Huile d’olive: une récolte 2025 qui laisse un goût amer
Olives en berne au Liban : récolte 2025 catastrophique, prix de l’huile en hausse. ©Al-Markazia

L’huile d’olive, pilier de la cuisine libanaise et symbole de convivialité, traverse une période critique. La saison 2025 s’annonce désastreuse, avec une production en chute libre qui risque de bouleverser les habitudes alimentaires et de fragiliser encore davantage les cultivateurs déjà éprouvés.

Au Liban, difficile d’imaginer un repas sans un filet d’huile d’olive: elle accompagne le man’ouché du matin, sublime les salades et s’invite dans chaque mezzé. Mais cette année, cet ingrédient essentiel de la table libanaise pourrait bien devenir un produit de luxe. La saison des olives s’annonce exceptionnellement mauvaise, et les répercussions risquent d’être lourdes, tant pour les producteurs que pour les consommateurs.

Une tradition mise à mal

Dans le sud, cœur battant des oliveraies libanaises, la déception est immense. «L’année dernière, nous aurions dû produire entre 500 et 600 bidons d’huile, mais à cause de la guerre, personne n’a pu récolter. Les olives sont tombées et ont pourri. Nous n’avons produit que 60 ou 70 bidons», raconte un grand producteur qui a préféré garder l’anonymat. Cette année, le coup est encore plus dur: «La production prévue ne représentera que 20 à 25% de celle de 2024, déjà historiquement faible du fait des bombardements», poursuit-il.

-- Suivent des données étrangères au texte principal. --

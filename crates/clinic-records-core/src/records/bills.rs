//! Bill record operations.

use tracing::{debug, info};

use super::{ClinicStore, RecordError, RecordKind, RecordResult};
use crate::config::BillNumbering;
use crate::models::{Bill, BillInput};

impl ClinicStore {
    /// Create a bill. Items and total are stored as given.
    pub fn create_bill(&mut self, input: BillInput) -> Bill {
        let id = self.next_bill_id;
        self.next_bill_id += 1;

        let bill_number = match self.config.bill_numbering {
            BillNumbering::CollectionLength => {
                self.config.bill_number(self.bills.len() as u64 + 1)
            }
            BillNumbering::Monotonic => self.config.bill_number(id),
        };

        let bill = Bill {
            id,
            bill_number,
            patient_id: input.patient_id,
            patient_name: input.patient_name,
            date: input
                .date
                .unwrap_or_else(|| self.clock.now().date_naive()),
            items: input.items,
            total_amount: input.total_amount,
            status: input.status.unwrap_or_default(),
            payment_method: input.payment_method,
            notes: input.notes,
        };
        if !bill.total_is_consistent() {
            debug!(bill_number = %bill.bill_number, "Bill total differs from its items");
        }

        info!(bill_number = %bill.bill_number, patient_id = %bill.patient_id, "Bill created");
        self.bills.push(bill.clone());
        bill
    }

    /// Replace the contents of bill `id`, keeping its ID and number.
    ///
    /// An absent date or status keeps the current one.
    pub fn update_bill(&mut self, id: u64, input: BillInput) -> RecordResult<Bill> {
        let bill = self
            .bills
            .iter_mut()
            .find(|b| b.id == id)
            .ok_or_else(|| RecordError::not_found(RecordKind::Bill, id))?;

        bill.patient_id = input.patient_id;
        bill.patient_name = input.patient_name;
        if let Some(date) = input.date {
            bill.date = date;
        }
        bill.items = input.items;
        bill.total_amount = input.total_amount;
        if let Some(status) = input.status {
            bill.status = status;
        }
        bill.payment_method = input.payment_method;
        bill.notes = input.notes;

        info!(bill_number = %bill.bill_number, status = %bill.status, "Bill updated");
        Ok(bill.clone())
    }

    /// Remove bill `id`. Returns whether one was removed.
    pub fn delete_bill(&mut self, id: u64) -> bool {
        let before = self.bills.len();
        self.bills.retain(|b| b.id != id);
        let removed = self.bills.len() < before;
        if removed {
            info!(id, "Bill deleted");
        } else {
            debug!(id, "No bill to delete");
        }
        removed
    }

    pub fn get_bill(&self, id: u64) -> Option<&Bill> {
        self.bills.iter().find(|b| b.id == id)
    }

    pub fn search_bills(&self, term: &str) -> Vec<&Bill> {
        search_bills(&self.bills, term)
    }
}

/// Bills whose number, patient name or patient ID contain `term`, ignoring case.
pub fn search_bills<'a>(bills: &'a [Bill], term: &str) -> Vec<&'a Bill> {
    let needle = term.to_lowercase();
    bills
        .iter()
        .filter(|b| {
            b.bill_number.to_lowercase().contains(&needle)
                || b.patient_name.to_lowercase().contains(&needle)
                || b.patient_id.to_lowercase().contains(&needle)
        })
        .collect()
}
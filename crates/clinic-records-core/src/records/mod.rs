//! In-memory record collections for the clinic.
//!
//! [`ClinicStore`] owns the three insertion-ordered collections. Mutators run
//! every validation rule before touching a collection, so a failed call
//! leaves the store exactly as it was.

mod appointments;
mod bills;
mod patients;

pub use appointments::*;
pub use bills::*;
pub use patients::*;

use std::fmt;
use std::sync::{Arc, Mutex};

use chrono::{DateTime, Duration, Utc};
use thiserror::Error;

use crate::config::ClinicConfig;
use crate::models::{Appointment, Bill, Patient};

/// Kind of record an ID refers to.
#[derive(Debug, Clone, Copy, PartialEq, Eq)]
pub enum RecordKind {
    Patient,
    Appointment,
    Bill,
}

impl fmt::Display for RecordKind {
    fn fmt(&self, f: &mut fmt::Formatter<'_>) -> fmt::Result {
        f.write_str(match self {
            RecordKind::Patient => "Patient",
            RecordKind::Appointment => "Appointment",
            RecordKind::Bill => "Bill",
        })
    }
}

/// Contact field that must be unique across patients.
#[derive(Debug, Clone, Copy, PartialEq, Eq)]
pub enum ContactField {
    Email,
    MobilePhone,
}

impl fmt::Display for ContactField {
    fn fmt(&self, f: &mut fmt::Formatter<'_>) -> fmt::Result {
        f.write_str(match self {
            ContactField::Email => "email",
            ContactField::MobilePhone => "mobile phone",
        })
    }
}

/// Record errors.
#[derive(Error, Debug, Clone, PartialEq)]
pub enum RecordError {
    #[error("Missing or invalid fields: {}", .fields.join(", "))]
    Validation { fields: Vec<String> },

    #[error("A patient with this {field} already exists: {value}")]
    DuplicateContact { field: ContactField, value: String },

    #[error("Patient ID '{0}' is already in use")]
    DuplicatePatientId(String),

    #[error("Patient with ID '{0}' not found")]
    PatientNotFound(String),

    #[error("{kind} not found: {id}")]
    NotFound { kind: RecordKind, id: String },
}

impl RecordError {
    pub(crate) fn not_found(kind: RecordKind, id: impl ToString) -> Self {
        RecordError::NotFound {
            kind,
            id: id.to_string(),
        }
    }
}

pub type RecordResult<T> = Result<T, RecordError>;

/// Source of the current time for timestamps and "today".
pub trait Clock: Send + Sync {
    fn now(&self) -> DateTime<Utc>;
}

/// Wall-clock time.
#[derive(Debug, Default, Clone, Copy)]
pub struct SystemClock;

impl Clock for SystemClock {
    fn now(&self) -> DateTime<Utc> {
        Utc::now()
    }
}

/// A clock that only moves when told to, or by a fixed step per reading.
#[derive(Debug)]
pub struct ManualClock {
    now: Mutex<DateTime<Utc>>,
    step: Duration,
}

impl ManualClock {
    /// Always reads `start` until [`ManualClock::set`] is called.
    pub fn new(start: DateTime<Utc>) -> Self {
        Self::ticking(start, Duration::zero())
    }

    /// Advances by `step` after every reading.
    pub fn ticking(start: DateTime<Utc>, step: Duration) -> Self {
        Self {
            now: Mutex::new(start),
            step,
        }
    }

    pub fn set(&self, now: DateTime<Utc>) {
        *self.now.lock().unwrap_or_else(|e| e.into_inner()) = now;
    }
}

impl Clock for ManualClock {
    fn now(&self) -> DateTime<Utc> {
        let mut guard = self.now.lock().unwrap_or_else(|e| e.into_inner());
        let current = *guard;
        *guard = current + self.step;
        current
    }
}

/// Owner of the patient, appointment and bill collections.
///
/// Not internally synchronized; wrap it in a lock to share it across threads.
pub struct ClinicStore {
    patients: Vec<Patient>,
    appointments: Vec<Appointment>,
    bills: Vec<Bill>,
    next_bill_id: u64,
    config: ClinicConfig,
    clock: Arc<dyn Clock>,
}

impl Default for ClinicStore {
    fn default() -> Self {
        Self::new()
    }
}

impl ClinicStore {
    /// Empty store with default config and the system clock.
    pub fn new() -> Self {
        Self::with_config(ClinicConfig::default())
    }

    pub fn with_config(config: ClinicConfig) -> Self {
        Self::with_clock(config, Arc::new(SystemClock))
    }

    pub fn with_clock(config: ClinicConfig, clock: Arc<dyn Clock>) -> Self {
        Self {
            patients: Vec::new(),
            appointments: Vec::new(),
            bills: Vec::new(),
            next_bill_id: 1,
            config,
            clock,
        }
    }

    /// Store seeded from existing collections, e.g. the demo data.
    pub fn from_records(
        config: ClinicConfig,
        clock: Arc<dyn Clock>,
        patients: Vec<Patient>,
        appointments: Vec<Appointment>,
        bills: Vec<Bill>,
    ) -> Self {
        let next_bill_id = bills.iter().map(|b| b.id).max().unwrap_or(0) + 1;
        Self {
            patients,
            appointments,
            bills,
            next_bill_id,
            config,
            clock,
        }
    }

    pub fn config(&self) -> &ClinicConfig {
        &self.config
    }

    pub fn now(&self) -> DateTime<Utc> {
        self.clock.now()
    }

    /// Patient collection snapshot.
    pub fn patients(&self) -> &[Patient] {
        &self.patients
    }

    /// Appointment collection snapshot.
    pub fn appointments(&self) -> &[Appointment] {
        &self.appointments
    }

    /// Bill collection snapshot.
    pub fn bills(&self) -> &[Bill] {
        &self.bills
    }
}

#[cfg(test)]
mod tests {
    use super::*;
    use chrono::TimeZone;

    #[test]
    fn test_new_store_is_empty() {
        let store = ClinicStore::new();
        assert!(store.patients().is_empty());
        assert!(store.appointments().is_empty());
        assert!(store.bills().is_empty());
    }

    #[test]
    fn test_manual_clock_ticks() {
        let start = Utc.with_ymd_and_hms(2024, 1, 1, 0, 0, 0).unwrap();
        let clock = ManualClock::ticking(start, Duration::seconds(1));
        assert_eq!(clock.now(), start);
        assert_eq!(clock.now(), start + Duration::seconds(1));

        let fixed = ManualClock::new(start);
        assert_eq!(fixed.now(), fixed.now());
        fixed.set(start + Duration::days(1));
        assert_eq!(fixed.now(), start + Duration::days(1));
    }

    #[test]
    fn test_error_messages() {
        let err = RecordError::Validation {
            fields: vec!["patientId".into(), "time".into()],
        };
        assert_eq!(err.to_string(), "Missing or invalid fields: patientId, time");

        let err = RecordError::DuplicateContact {
            field: ContactField::Email,
            value: "a@b.com".into(),
        };
        assert_eq!(err.to_string(), "A patient with this email already exists: a@b.com");

        let err = RecordError::not_found(RecordKind::Bill, 7);
        assert_eq!(err.to_string(), "Bill not found: 7");
    }
}
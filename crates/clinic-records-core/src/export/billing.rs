//! Bill export for printing and accounting hand-off.

use serde::{Deserialize, Serialize};

use crate::models::Bill;
use crate::records::{search_bills, ClinicStore, RecordError, RecordKind, RecordResult};

const CSV_HEADER: &str =
    "bill_number,patient_id,patient_name,date,status,payment_method,description,quantity,unit_price,amount,total_amount\n";

/// Export of a single bill.
#[derive(Debug, Clone, Serialize, Deserialize)]
pub struct BillExport {
    /// Export metadata
    pub metadata: BillMetadata,
    /// Line items as billed
    pub line_items: Vec<BillExportLine>,
}

/// Bill export metadata.
#[derive(Debug, Clone, Serialize, Deserialize)]
pub struct BillMetadata {
    pub bill_number: String,
    pub patient_id: String,
    pub patient_name: String,
    /// Bill date (YYYY-MM-DD)
    pub date: String,
    pub status: String,
    pub payment_method: Option<String>,
    pub notes: Option<String>,
    /// Stored total, which may differ from the line items
    pub total_amount: f64,
    /// Export timestamp
    pub exported_at: String,
}

/// Single line on an exported bill.
#[derive(Debug, Clone, Serialize, Deserialize)]
pub struct BillExportLine {
    pub description: String,
    pub quantity: f64,
    pub unit_price: f64,
    pub amount: f64,
}

impl BillExport {
    /// Create an export from a bill.
    pub fn from_bill(bill: &Bill, exported_at: &str) -> Self {
        let line_items = bill
            .items
            .iter()
            .map(|item| BillExportLine {
                description: item.description.clone(),
                quantity: item.quantity,
                unit_price: item.unit_price,
                amount: item.amount,
            })
            .collect();

        Self {
            metadata: BillMetadata {
                bill_number: bill.bill_number.clone(),
                patient_id: bill.patient_id.clone(),
                patient_name: bill.patient_name.clone(),
                date: bill.date.format("%Y-%m-%d").to_string(),
                status: bill.status.to_string(),
                payment_method: bill.payment_method.clone(),
                notes: bill.notes.clone(),
                total_amount: bill.total_amount,
                exported_at: exported_at.to_string(),
            },
            line_items,
        }
    }

    /// Export to JSON.
    pub fn to_json(&self) -> Result<String, serde_json::Error> {
        serde_json::to_string_pretty(self)
    }

    /// Export to CSV, one row per line item.
    pub fn to_csv(&self) -> String {
        let mut csv = String::from(CSV_HEADER);
        self.push_csv_rows(&mut csv);
        csv
    }

    fn push_csv_rows(&self, csv: &mut String) {
        let meta = &self.metadata;
        for item in &self.line_items {
            csv.push_str(&format!(
                "{},{},{},{},{},{},{},{},{:.2},{:.2},{:.2}\n",
                escape_csv(&meta.bill_number),
                escape_csv(&meta.patient_id),
                escape_csv(&meta.patient_name),
                meta.date,
                meta.status,
                escape_csv(meta.payment_method.as_deref().unwrap_or("")),
                escape_csv(&item.description),
                item.quantity,
                item.unit_price,
                item.amount,
                meta.total_amount,
            ));
        }
    }
}

/// Batch bill export.
#[derive(Debug, Clone, Serialize, Deserialize)]
pub struct BatchBillExport {
    /// Export timestamp
    pub exported_at: String,
    pub bills: Vec<BillExport>,
    /// Total line item count
    pub total_items: usize,
    /// Sum of stored bill totals
    pub total_amount: f64,
}

impl BatchBillExport {
    /// Export to JSON.
    pub fn to_json(&self) -> Result<String, serde_json::Error> {
        serde_json::to_string_pretty(self)
    }

    /// Export to CSV, one row per line item across all bills.
    pub fn to_csv(&self) -> String {
        let mut csv = String::from(CSV_HEADER);
        for export in &self.bills {
            export.push_csv_rows(&mut csv);
        }
        csv
    }
}

/// Bill exporter.
pub struct BillExporter<'a> {
    store: &'a ClinicStore,
}

impl<'a> BillExporter<'a> {
    /// Create a new bill exporter.
    pub fn new(store: &'a ClinicStore) -> Self {
        Self { store }
    }

    fn timestamp(&self) -> String {
        self.store.now().to_rfc3339()
    }

    /// Export a single bill.
    pub fn export_by_id(&self, id: u64) -> RecordResult<BillExport> {
        let bill = self
            .store
            .get_bill(id)
            .ok_or_else(|| RecordError::not_found(RecordKind::Bill, id))?;
        Ok(BillExport::from_bill(bill, &self.timestamp()))
    }

    /// Export every bill.
    pub fn export_all(&self) -> BatchBillExport {
        self.batch(self.store.bills().iter())
    }

    /// Export the bills a search term would list.
    pub fn export_matching(&self, term: &str) -> BatchBillExport {
        self.batch(search_bills(self.store.bills(), term).into_iter())
    }

    fn batch<'b>(&self, bills: impl Iterator<Item = &'b Bill>) -> BatchBillExport {
        let exported_at = self.timestamp();
        let bills: Vec<BillExport> = bills
            .map(|bill| BillExport::from_bill(bill, &exported_at))
            .collect();
        let total_items = bills.iter().map(|b| b.line_items.len()).sum();
        let total_amount = bills.iter().map(|b| b.metadata.total_amount).sum();

        BatchBillExport {
            exported_at,
            bills,
            total_items,
            total_amount,
        }
    }
}

/// Escape a string for CSV output.
fn escape_csv(s: &str) -> String {
    if s.contains(',') || s.contains('"') || s.contains('\n') || s.contains('\r') {
        format!("\"{}\"", s.replace('"', "\"\""))
    } else {
        s.to_string()
    }
}
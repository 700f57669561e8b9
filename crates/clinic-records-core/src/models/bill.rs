//! Billing models.

use std::fmt;
use std::str::FromStr;

use chrono::NaiveDate;
use serde::{Deserialize, Serialize};

use super::ParseEnumError;

/// Payment status of a bill. Any status may be set on edit.
#[derive(Debug, Clone, Copy, Default, Serialize, Deserialize, PartialEq, Eq, Hash)]
pub enum BillStatus {
    #[default]
    Pending,
    Paid,
    Cancelled,
}

impl BillStatus {
    pub fn as_str(&self) -> &'static str {
        match self {
            BillStatus::Pending => "Pending",
            BillStatus::Paid => "Paid",
            BillStatus::Cancelled => "Cancelled",
        }
    }
}

impl fmt::Display for BillStatus {
    fn fmt(&self, f: &mut fmt::Formatter<'_>) -> fmt::Result {
        f.write_str(self.as_str())
    }
}

impl FromStr for BillStatus {
    type Err = ParseEnumError;

    fn from_str(s: &str) -> Result<Self, Self::Err> {
        match s.trim().to_lowercase().as_str() {
            "pending" => Ok(BillStatus::Pending),
            "paid" => Ok(BillStatus::Paid),
            "cancelled" => Ok(BillStatus::Cancelled),
            _ => Err(ParseEnumError::new("bill status", s)),
        }
    }
}

/// A single charge on a bill.
#[derive(Debug, Clone, Serialize, Deserialize, PartialEq)]
#[serde(rename_all = "camelCase")]
pub struct BillItem {
    pub description: String,
    pub quantity: f64,
    pub unit_price: f64,
    /// quantity × unit price
    pub amount: f64,
}

impl BillItem {
    pub fn new(description: impl Into<String>, quantity: f64, unit_price: f64) -> Self {
        Self {
            description: description.into(),
            quantity,
            unit_price,
            amount: quantity * unit_price,
        }
    }
}

/// A patient bill.
#[derive(Debug, Clone, Serialize, Deserialize, PartialEq)]
#[serde(rename_all = "camelCase")]
pub struct Bill {
    pub id: u64,
    /// e.g. "BILL-001"; may repeat after deletions
    pub bill_number: String,
    /// Not checked against the patient collection
    pub patient_id: String,
    pub patient_name: String,
    pub date: NaiveDate,
    pub items: Vec<BillItem>,
    /// Caller-supplied; see [`Bill::total_is_consistent`]
    pub total_amount: f64,
    pub status: BillStatus,
    pub payment_method: Option<String>,
    pub notes: Option<String>,
}

impl Bill {
    /// Sum of line item amounts.
    pub fn items_total(&self) -> f64 {
        self.items.iter().map(|item| item.amount).sum()
    }

    /// Whether the stored total matches the line items (to the cent).
    pub fn total_is_consistent(&self) -> bool {
        (self.items_total() - self.total_amount).abs() < 0.005
    }
}

/// Bill form contents.
#[derive(Debug, Clone, Serialize, Deserialize, PartialEq)]
#[serde(rename_all = "camelCase")]
pub struct BillInput {
    pub patient_id: String,
    pub patient_name: String,
    /// Today on create when absent; unchanged on update when absent
    pub date: Option<NaiveDate>,
    pub items: Vec<BillItem>,
    pub total_amount: f64,
    /// Pending on create when absent; unchanged on update when absent
    pub status: Option<BillStatus>,
    pub payment_method: Option<String>,
    pub notes: Option<String>,
}

impl BillInput {
    /// Input whose total is the sum of `items`.
    pub fn with_items(
        patient_id: impl Into<String>,
        patient_name: impl Into<String>,
        items: Vec<BillItem>,
    ) -> Self {
        let total_amount = items.iter().map(|item| item.amount).sum();
        Self {
            patient_id: patient_id.into(),
            patient_name: patient_name.into(),
            date: None,
            items,
            total_amount,
            status: None,
            payment_method: None,
            notes: None,
        }
    }
}

#[cfg(test)]
mod tests {
    use super::*;

    #[test]
    fn test_item_amount_derived() {
        let item = BillItem::new("Medicine", 2.0, 50.0);
        assert_eq!(item.amount, 100.0);
    }

    #[test]
    fn test_total_consistency() {
        let input = BillInput::with_items(
            "P001",
            "John Doe",
            vec![
                BillItem::new("Consultation Fee", 1.0, 100.0),
                BillItem::new("Medicine", 2.0, 50.0),
            ],
        );
        assert_eq!(input.total_amount, 200.0);

        let mut bill = Bill {
            id: 1,
            bill_number: "BILL-001".into(),
            patient_id: input.patient_id,
            patient_name: input.patient_name,
            date: NaiveDate::from_ymd_opt(2024, 3, 1).unwrap(),
            items: input.items,
            total_amount: input.total_amount,
            status: BillStatus::Paid,
            payment_method: Some("Credit Card".into()),
            notes: None,
        };
        assert!(bill.total_is_consistent());

        bill.total_amount = 150.0;
        assert!(!bill.total_is_consistent());
    }

    #[test]
    fn test_status_parse() {
        assert_eq!("paid".parse::<BillStatus>().unwrap(), BillStatus::Paid);
        assert_eq!("Cancelled".parse::<BillStatus>().unwrap(), BillStatus::Cancelled);
        assert!("refunded".parse::<BillStatus>().is_err());
        assert_eq!(BillStatus::default(), BillStatus::Pending);
    }
}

Plusieurs facteurs sont à l’origine de cette crise. D’abord le climat, indique le producteur. L’année a été marquée par un déficit de pluies, empêchant les olives de grossir et de se gorger de jus. Résultat: de petits fruits secs et peu productifs. Deuxièmement, la cyclicité des oliveraies: contrairement à l’Europe, où les récoltes sont plus régulières, le Liban connaît une alternance naturelle entre années d’abondance et années de disette. Malheureusement, 2025 tombe du mauvais côté du cycle. Enfin, les séquelles de 2024: la guerre a privé les cultivateurs de la possibilité de récolter une saison pourtant excellente. Des tonnes d’olives ont été perdues, aggravant les difficultés financières des producteurs.

Une flambée des prix à prévoir

Avec une offre si réduite, les prix de l’huile d’olive devraient grimper en flèche. «L’année dernière, le bidon se vendait à 150 dollars; cette année, il pourrait grimper jusqu’à 200 dollars», affirme le producteur. Or, l’huile d’olive n’est pas un produit de luxe au Liban: c’est un ingrédient de base présent dans presque tous les plats, consommé au quotidien et lors des grandes occasions, profondément ancré dans les habitudes culinaires du pays. Pour de nombreuses familles déjà fragilisées par la crise économique, l’augmentation du prix de l’«or vert» pèsera lourdement sur le budget.

Des cultivateurs à bout de souffle

Cette double peine – pertes massives en 2024 et récolte quasi inexistante en 2025 – met en péril des milliers de familles rurales. Beaucoup vivent exclusivement de la culture de l’olivier, héritée de génération en génération. Sans soutien, certains pourraient abandonner leurs terres, mettant en danger un pan entier du patrimoine agricole et culinaire libanais.

Au-delà de la crise conjoncturelle, c’est l’avenir même de l’huile d’olive libanaise qui se joue. Faute de stratégies d’irrigation modernes, de soutien gouvernemental et de filets de sécurité pour les cultivateurs, le secteur reste à la merci des aléas climatiques et géopolitiques.

Pourtant, l’huile d’olive du Liban, réputée pour sa qualité et son goût fruité, pourrait être une carte maîtresse à l’exportation. Mais il faudra d’abord sauver la filière de l’effondrement.

L’huile d’olive n’aura jamais été aussi précieuse ni aussi menacée. Si rien n’est fait, ce symbole de l’identité libanaise risquera de quitter les tables populaires pour ne subsister que chez une minorité privilégiée. Un scénario qui sonnerait comme une trahison pour un pays dont l’histoire s’écrit depuis des siècles à l’ombre des oliviers.